How should we operationalize AI risk? It depends on who you ask. Dario Amodei and the team at Anthropic propose AI safety level standards in an effort to standardize the risks of various LLM models.[1] He is among the most concerned about the risks of AI, or as much as the CEO of an AI company can be, but I think his proposed system is helpful for understanding the potential dangers of AI. That said, it also has some glaring weaknesses.
Dario’s first step is to categorize types of risk from AI as catastrophic vs. autonomous.

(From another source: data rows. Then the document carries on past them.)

use std::fs;
use std::path::{Path, PathBuf};

use serde::{Deserialize, Serialize};

use crate::error::{Error, Result};
use crate::gradient::GradientRenderer;
use crate::state::ColorState;

/// Base directory: ~/.config/hsl-picker/
pub fn base_dir() -> Option<PathBuf> {
    dirs::config_dir().map(|c| c.join("hsl-picker"))
}

pub fn settings_path() -> Option<PathBuf> {
    base_dir().map(|b| b.join("config.json"))
}

pub fn default_log_path() -> Option<PathBuf> {
    base_dir().map(|b| b.join("hsl-picker.log"))
}

/// Log verbosity, stored lowercase in the settings file.
#[derive(Debug, Clone, Copy, PartialEq, Eq, Serialize, Deserialize, Default, clap::ValueEnum)]
#[serde(rename_all = "lowercase")]
pub enum LogLevel {
    Off,
    Error,
    #[default]
    Warn,
    Info,
    Debug,
    Trace,
}

impl LogLevel {
    pub fn to_level_filter(self) -> log::LevelFilter {
        match self {
            LogLevel::Off => log::LevelFilter::Off,
            LogLevel::Error => log::LevelFilter::Error,
            LogLevel::Warn => log::LevelFilter::Warn,
            LogLevel::Info => log::LevelFilter::Info,
            LogLevel::Debug => log::LevelFilter::Debug,
            LogLevel::Trace => log::LevelFilter::Trace,
        }
    }
}

/// Color the picker opens with.
#[derive(Debug, Clone, Copy, PartialEq, Serialize, Deserialize)]
#[serde(default)]
pub struct InitialColor {
    pub hue: f64,
    pub saturation: f64,
    pub lightness: f64,
}

impl Default for InitialColor {
    fn default() -> Self {
        Self {
            hue: ColorState::DEFAULT_HUE,
            saturation: ColorState::DEFAULT_SATURATION,
            lightness: ColorState::DEFAULT_LIGHTNESS,
        }
    }
}

/// Startup settings. Read once at launch; the picked color is never written
/// back here.
#[derive(Debug, Clone, PartialEq, Serialize, Deserialize)]
#[serde(default)]
pub struct Settings {
    pub initial: InitialColor,
    /// Gradient samples per channel unit.
    pub samples_per_unit: u32,
    /// Indicator outline width, in strip cells.
    pub indicator_width: f64,
    pub log_level: LogLevel,
    /// Where the TUI writes its log. Defaults to a file next to the settings.
    pub log_file: Option<PathBuf>,
}

impl Default for Settings {
    fn default() -> Self {
        let renderer = GradientRenderer::default();
        Self {
            initial: InitialColor::default(),
            samples_per_unit: renderer.samples_per_unit,
            indicator_width: renderer.indicator_width,
            log_level: LogLevel::default(),
            log_file: None,
        }
    }
}

impl Settings {
    pub fn renderer(&self) -> GradientRenderer {
        GradientRenderer::new(self.samples_per_unit, self.indicator_width)
    }

    pub fn initial_state(&self) -> ColorState {
        ColorState::new(
            self.initial.hue,
            self.initial.saturation,
            self.initial.lightness,
        )
    }

    pub fn log_path(&self) -> Option<PathBuf> {
        self.log_file.clone().or_else(default_log_path)
    }
}

/// Load settings from the default location. A missing file gives defaults.
pub fn load_settings() -> Result<Settings> {
    match settings_path() {
        Some(path) => load_settings_from(&path),
        None => Ok(Settings::default()),
    }
}

pub fn load_settings_from(path: &Path) -> Result<Settings> {
    if !path.exists() {
        return Ok(Settings::default());
    }
    let text = fs::read_to_string(path)?;
    Ok(serde_json::from_str(&text)?)
}

/// Like [`load_settings_from`], but an unreadable or malformed file falls
/// back to defaults and the error is handed back for the caller to report.
pub fn load_settings_or_default_from(path: &Path) -> (Settings, Option<Error>) {
    match load_settings_from(path) {
        Ok(settings) => (settings, None),
        Err(e) => (Settings::default(), Some(e)),
    }
}

/// Write `settings` to `path`, creating parent directories.
pub fn save_settings_to(settings: &Settings, path: &Path) -> Result<()> {
    if let Some(parent) = path.parent() {
        fs::create_dir_all(parent)?;
    }
    let json = serde_json::to_string_pretty(settings)?;
    fs::write(path, json)?;
    Ok(())
}

/// Write a default settings file unless one already exists.
pub fn init_settings() -> Result<PathBuf> {
    let path = settings_path().ok_or(Error::NoConfigDir)?;
    if path.exists() {
        return Err(Error::AlreadyExists(path));
    }
    save_settings_to(&Settings::default(), &path)?;
    Ok(path)
}

#[cfg(test)]
mod tests {
    use super::*;

    fn temp_path(name: &str) -> PathBuf {
        std::env::temp_dir()
            .join(format!("hsl-picker-test-{}", std::process::id()))
            .join(name)
    }

    #[test]
    fn defaults_match_startup_color() {
        let s = Settings::default();
        assert_eq!(s.initial.hue, 40.0);
        assert_eq!(s.samples_per_unit, 10);
        assert_eq!(s.indicator_width, 6.0);
        assert_eq!(s.log_level, LogLevel::Warn);
        assert_eq!(s.initial_state(), ColorState::default());
    }

    #[test]
    fn partial_file_fills_defaults() {
        let s: Settings =
            serde_json::from_str(r#"{ "initial": { "hue": 200 }, "log_level": "debug" }"#).unwrap();
        assert_eq!(s.initial.hue, 200.0);
        assert_eq!(s.initial.saturation, 50.0);
        assert_eq!(s.samples_per_unit, 10);
        assert_eq!(s.log_level, LogLevel::Debug);
    }

    #[test]
    fn out_of_range_initial_is_normalized() {
        let s: Settings =
            serde_json::from_str(r#"{ "initial": { "hue": 370, "lightness": 140 } }"#).unwrap();
        let state = s.initial_state();
        assert_eq!(state.hue(), crate::state::hue_ceiling());
        assert_eq!(state.lightness(), 100.0);

        let s: Settings = serde_json::from_str(r#"{ "initial": { "hue": -20 } }"#).unwrap();
        assert_eq!(s.initial_state().hue(), 0.0);
    }

    #[test]
    fn missing_file_gives_defaults() {
        let path = temp_path("does-not-exist.json");
        assert_eq!(load_settings_from(&path).unwrap(), Settings::default());
    }

    #[test]
    fn save_then_load() {
        let path = temp_path("saved.json");
        let mut s = Settings::default();
        s.samples_per_unit = 4;
        s.log_file = Some(PathBuf::from("/tmp/picker.log"));
        save_settings_to(&s, &path).unwrap();
        assert_eq!(load_settings_from(&path).unwrap(), s);
        let _ = fs::remove_file(&path);
    }

    #[test]
    fn malformed_file_is_an_error() {
        let path = temp_path("broken.json");
        fs::create_dir_all(path.parent().unwrap()).unwrap();
        fs::write(&path, "{ not json").unwrap();
        assert!(matches!(load_settings_from(&path), Err(Error::Json(_))));
        let _ = fs::remove_file(&path);
    }

    #[test]
    fn malformed_file_can_fall_back_to_defaults() {
        let path = temp_path("broken-lenient.json");
        fs::create_dir_all(path.parent().unwrap()).unwrap();
        fs::write(&path, "{ \"samples_per_unit\": ").unwrap();
        let (settings, err) = load_settings_or_default_from(&path);
        assert_eq!(settings, Settings::default());
        assert!(matches!(err, Some(Error::Json(_))));

        fs::write(&path, r#"{ "samples_per_unit": 3 }"#).unwrap();
        let (settings, err) = load_settings_or_default_from(&path);
        assert_eq!(settings.samples_per_unit, 3);
        assert!(err.is_none());
        let _ = fs::remove_file(&path);
    }

    #[test]
    fn renderer_guards_bad_values() {
        let mut s = Settings::default();
        s.samples_per_unit = 0;
        s.indicator_width = f64::NAN;
        let r = s.renderer();
        assert_eq!(r.samples_per_unit, 1);
        assert_eq!(r.indicator_width, 0.0);
    }
}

Catastrophic risks are the misuse of an LLM in domains such as cybersecurity, biological, radiological, nuclear (CBRN), in ways that could harm thousands to millions of people. Dario identifies these risks as the highest priority to prevent. Autonomous risks, in contrast, involve the risk of machines not doing what we want them to do. As LLM capabilities increase, their potential to work autonomously does as well, but it’s difficult for AI to differentiate between the things it should do and the things it should not do.
Next, Amodei creates a scale called AI Safety Levels. ASL-1 describes systems that “manifestly don’t pose any risk of autonomy or misuse” He uses Deep Blue, the chess bot, as an example of ASL-1. Today’s LLMs he asserts, are ASL-2, meaning that the systems are not advanced enough to self-replicate, work on multiple tasks, or provide dangerous information, any more than a Google search could. ASL-3 is “the point at which the models are helpful enough to enhance the capabilities of non-state actors.” ASL-3 is primarily a misuse risk, where the model could make a nonstate actor far more dangerous by sharing information about CBRN. ASL-4 and above are speculative but would significantly enhance both autonomous and catastrophic risks of AI.[2][3]

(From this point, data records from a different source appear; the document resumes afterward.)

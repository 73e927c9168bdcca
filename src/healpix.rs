//! The single canonical HEALPix NSIDE=64 NESTED implementation.
//!
//! Builder and reader both call [`pixel_of`] — there is exactly one
//! copy of this algorithm in the crate, precisely because a second,
//! slightly-different copy is how the design notes say pixel ids end
//! up silently corrupted (the `healpix_pixel` field is a durable key).

use std::collections::HashSet;
use std::f64::consts::{FRAC_PI_2, PI};

/// HEALPix resolution parameter used throughout this catalog.
pub const NSIDE: u32 = 64;

/// Total number of pixels at [`NSIDE`] (`12 * NSIDE^2`).
pub const NPIX: u32 = 12 * NSIDE * NSIDE;

/// Approximate linear pixel size in degrees, used to size the
/// dense-sampling fallback in [`pixels_in_cone`].
const PIXEL_DIAMETER_DEG: f64 = 56.0 / (NSIDE as f64); // ~0.84 deg at NSIDE=64

//fp pixel_of
/// Convert equatorial coordinates to a NESTED-scheme HEALPix pixel id.
///
/// Standard HEALPix equatorial/polar-cap branching on `z = sin(dec)`:
/// the equatorial belt (`|z| <= 2/3`) and the two polar caps
/// (`|z| > 2/3`) use different projections, matched at the boundary.
/// Numerically stable at both poles and at the `|z| = 2/3` seam.
pub fn pixel_of(ra_deg: f64, dec_deg: f64) -> u32 {
    let ra = ra_deg.to_radians().rem_euclid(2.0 * PI);
    let dec = dec_deg.to_radians().clamp(-FRAC_PI_2, FRAC_PI_2);

    let z = dec.sin();
    let za = z.abs();
    let tt = ra / FRAC_PI_2; // in [0, 4)

    let (ix, iy, face_num);
    if za <= 2.0 / 3.0 {
        // Equatorial belt.
        let temp1 = NSIDE as f64 * (0.5 + tt);
        let temp2 = NSIDE as f64 * (z * 0.75);
        let jp = (temp1 - temp2).floor() as i64; // ascending edge line index
        let jm = (temp1 + temp2).floor() as i64; // descending edge line index
        let ifp = jp.div_euclid(NSIDE as i64);
        let ifm = jm.div_euclid(NSIDE as i64);
        face_num = if ifp == ifm {
            (ifp & 3) + 4
        } else if ifp < ifm {
            ifp & 3
        } else {
            (ifm & 3) + 8
        };
        ix = jm.rem_euclid(NSIDE as i64);
        iy = (NSIDE as i64 - 1) - jp.rem_euclid(NSIDE as i64);
    } else {
        // Polar caps.
        let ntt = (tt.floor() as i64).clamp(0, 3);
        let tp = tt - ntt as f64; // in [0, 1)
        let tmp = NSIDE as f64 * (3.0 * (1.0 - za)).max(0.0).sqrt();

        let jp = (tp * tmp).floor() as i64;
        let jm = ((1.0 - tp) * tmp).floor() as i64;
        let jp = jp.min(NSIDE as i64 - 1);
        let jm = jm.min(NSIDE as i64 - 1);

        if z >= 0.0 {
            ix = (NSIDE as i64 - 1) - jm;
            iy = (NSIDE as i64 - 1) - jp;
            face_num = ntt;
        } else {
            ix = jp;
            iy = jm;
            face_num = ntt + 8;
        }
    }

    let ix_bits = interleave_bits(ix as u32);
    let iy_bits = interleave_bits(iy as u32);
    let pixel_in_face = ix_bits | (iy_bits << 1);
    let pixel = (face_num as u32) * NSIDE * NSIDE + pixel_in_face;
    pixel.min(NPIX - 1)
}

/// Spread the low `log2(NSIDE)` bits of `v` so there's a zero between
/// each original bit — the standard NESTED-scheme bit interleave.
fn interleave_bits(v: u32) -> u32 {
    let mut x = v as u64 & 0xFFFFFFFF;
    x = (x | (x << 16)) & 0x0000FFFF0000FFFF;
    x = (x | (x << 8)) & 0x00FF00FF00FF00FF;
    x = (x | (x << 4)) & 0x0F0F0F0F0F0F0F0F;
    x = (x | (x << 2)) & 0x3333333333333333;
    x = (x | (x << 1)) & 0x5555555555555555;
    x as u32
}

//fp haversine_deg
/// Great-circle distance in degrees between two `(ra, dec)` points,
/// both in degrees. Numerically stable for small angles.
pub fn haversine_deg(ra1: f64, dec1: f64, ra2: f64, dec2: f64) -> f64 {
    let (lat1, lat2) = (dec1.to_radians(), dec2.to_radians());
    let dlat = lat2 - lat1;
    let dlon = (ra2 - ra1).to_radians();
    let a = (dlat / 2.0).sin().powi(2) + lat1.cos() * lat2.cos() * (dlon / 2.0).sin().powi(2);
    let a = a.clamp(0.0, 1.0);
    2.0 * a.sqrt().asin().to_degrees()
}

//fp pixels_in_cone
/// Every pixel whose footprint intersects the spherical cap centered
/// at `(ra_deg, dec_deg)` with angular radius `radius_deg`.
///
/// Inclusion is conservative (false positives are fine, callers do a
/// precise per-record distance check; false negatives are forbidden).
/// A radius `>= 180 deg` returns every pixel in `[0, NPIX)` directly.
/// Otherwise this densely samples the cap on a ring/meridian grid fine
/// enough that no pixel of diameter `~PIXEL_DIAMETER_DEG` can be
/// missed, then maps every sample through [`pixel_of`] itself — so the
/// candidate set can never diverge from the stored `healpix_pixel`
/// values, by construction.
pub fn pixels_in_cone(ra_deg: f64, dec_deg: f64, radius_deg: f64) -> HashSet<u32> {
    let mut pixels = HashSet::new();
    if radius_deg >= 180.0 {
        pixels.extend(0..NPIX);
        return pixels;
    }

    pixels.insert(pixel_of(ra_deg, dec_deg));

    // Sample the cap generously: cover radius + one pixel diameter so a
    // pixel whose center lies just outside `radius` but whose footprint
    // pokes into the cap is still included.
    let sample_radius = (radius_deg + PIXEL_DIAMETER_DEG).min(180.0);
    // Angular step small enough that consecutive samples land in the
    // same or a neighboring pixel: a quarter of the pixel diameter.
    let step_deg = (PIXEL_DIAMETER_DEG / 4.0).max(1.0e-6);

    let mut r = step_deg / 2.0;
    while r <= sample_radius {
        // Number of samples around this ring so arc spacing ~= step_deg.
        let circumference_deg = 360.0 * (r.to_radians().sin()).abs().max(r / 180.0);
        let n_samples = ((circumference_deg / step_deg).ceil() as u64).max(8);
        for i in 0..n_samples {
            let bearing = 2.0 * PI * (i as f64) / (n_samples as f64);
            let (sra, sdec) = destination_point(ra_deg, dec_deg, r, bearing);
            pixels.insert(pixel_of(sra, sdec));
        }
        r += step_deg;
    }

    pixels
}

/// Point at great-circle distance `dist_deg` and bearing `bearing_rad`
/// (radians, 0 = north) from `(ra_deg, dec_deg)`. Used only to generate
/// sample points for [`pixels_in_cone`]'s dense fallback.
fn destination_point(ra_deg: f64, dec_deg: f64, dist_deg: f64, bearing_rad: f64) -> (f64, f64) {
    let lat1 = dec_deg.to_radians();
    let lon1 = ra_deg.to_radians();
    let d = dist_deg.to_radians();

    let lat2 = (lat1.sin() * d.cos() + lat1.cos() * d.sin() * bearing_rad.cos()).asin();
    let y = bearing_rad.sin() * d.sin() * lat1.cos();
    let x = d.cos() - lat1.sin() * lat2.sin();
    let lon2 = lon1 + y.atan2(x);

    let dec_out = lat2.to_degrees().clamp(-90.0, 90.0);
    let ra_out = lon2.to_degrees().rem_euclid(360.0);
    (ra_out, dec_out)
}

#[cfg(test)]
mod tests {
    use super::*;

    #[test]
    fn pixel_of_is_in_range() {
        let grid: Vec<(f64, f64)> = (0..36)
            .flat_map(|i| {
                (0..19).map(move |j| (i as f64 * 10.0, -90.0 + j as f64 * 10.0))
            })
            .collect();
        for (ra, dec) in grid {
            let p = pixel_of(ra, dec);
            assert!(p < NPIX, "pixel {p} out of range for ({ra}, {dec})");
        }
    }

    #[test]
    fn pixel_of_stable_at_poles() {
        let north_a = pixel_of(10.0, 89.999);
        let north_b = pixel_of(10.0, 89.9999);
        assert!(north_a < NPIX && north_b < NPIX);
        let south_a = pixel_of(10.0, -89.999);
        assert!(south_a < NPIX);
    }

    #[test]
    fn pixel_of_stable_at_two_thirds_boundary() {
        // |z| = 2/3 is the equatorial/polar-cap seam.
        let dec_at_seam = (2.0f64 / 3.0).asin().to_degrees();
        for eps in [-0.01, -0.0001, 0.0, 0.0001, 0.01] {
            let p = pixel_of(45.0, dec_at_seam + eps);
            assert!(p < NPIX);
        }
    }

    #[test]
    fn pixel_of_deterministic() {
        assert_eq!(pixel_of(56.75, 24.12), pixel_of(56.75, 24.12));
        assert_eq!(pixel_of(0.0, 0.0), pixel_of(360.0, 0.0));
    }

    #[test]
    fn haversine_zero_at_same_point() {
        assert!(haversine_deg(10.0, 20.0, 10.0, 20.0) < 1e-9);
    }

    #[test]
    fn haversine_matches_known_separation() {
        // Two points one degree apart along the equator.
        let d = haversine_deg(0.0, 0.0, 1.0, 0.0);
        assert!((d - 1.0).abs() < 1e-6);
    }

    #[test]
    fn cone_contains_center_pixel() {
        let center_pixel = pixel_of(56.75, 24.12);
        let pixels = pixels_in_cone(56.75, 24.12, 0.1);
        assert!(pixels.contains(&center_pixel));
    }

    #[test]
    fn cone_full_sphere_returns_all_pixels() {
        let pixels = pixels_in_cone(0.0, 0.0, 180.0);
        assert_eq!(pixels.len(), NPIX as usize);
    }

    #[test]
    fn cone_no_false_negatives_dense_sample() {
        // Every star on a fine grid within radius must have its pixel
        // present in the candidate set.
        let (ra, dec, radius) = (266.417, -29.006, 1.0);
        let pixels = pixels_in_cone(ra, dec, radius);
        for i in 0..200 {
            let bearing = 2.0 * PI * (i as f64) / 200.0;
            let frac = (i % 17) as f64 / 17.0;
            let (sra, sdec) = destination_point(ra, dec, radius * frac, bearing);
            if haversine_deg(ra, dec, sra, sdec) <= radius {
                let p = pixel_of(sra, sdec);
                assert!(pixels.contains(&p), "missed pixel {p} at ({sra}, {sdec})");
            }
        }
    }
}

There are steps that can be taken to prevent AI risk, but they come with pros and cons. First, there is work like Anthropic is doing, evaluating AI’s internal models to ascertain their capabilities, and implementing safety protections to mitigate risk. This is done under the premise that if an ASL-3 risk is identified in a model, it can be mitigated through proper governance (internal means) and reduced to an ASL-2 risk. Anthropic released this document entailing their Responsible Scaling Policy.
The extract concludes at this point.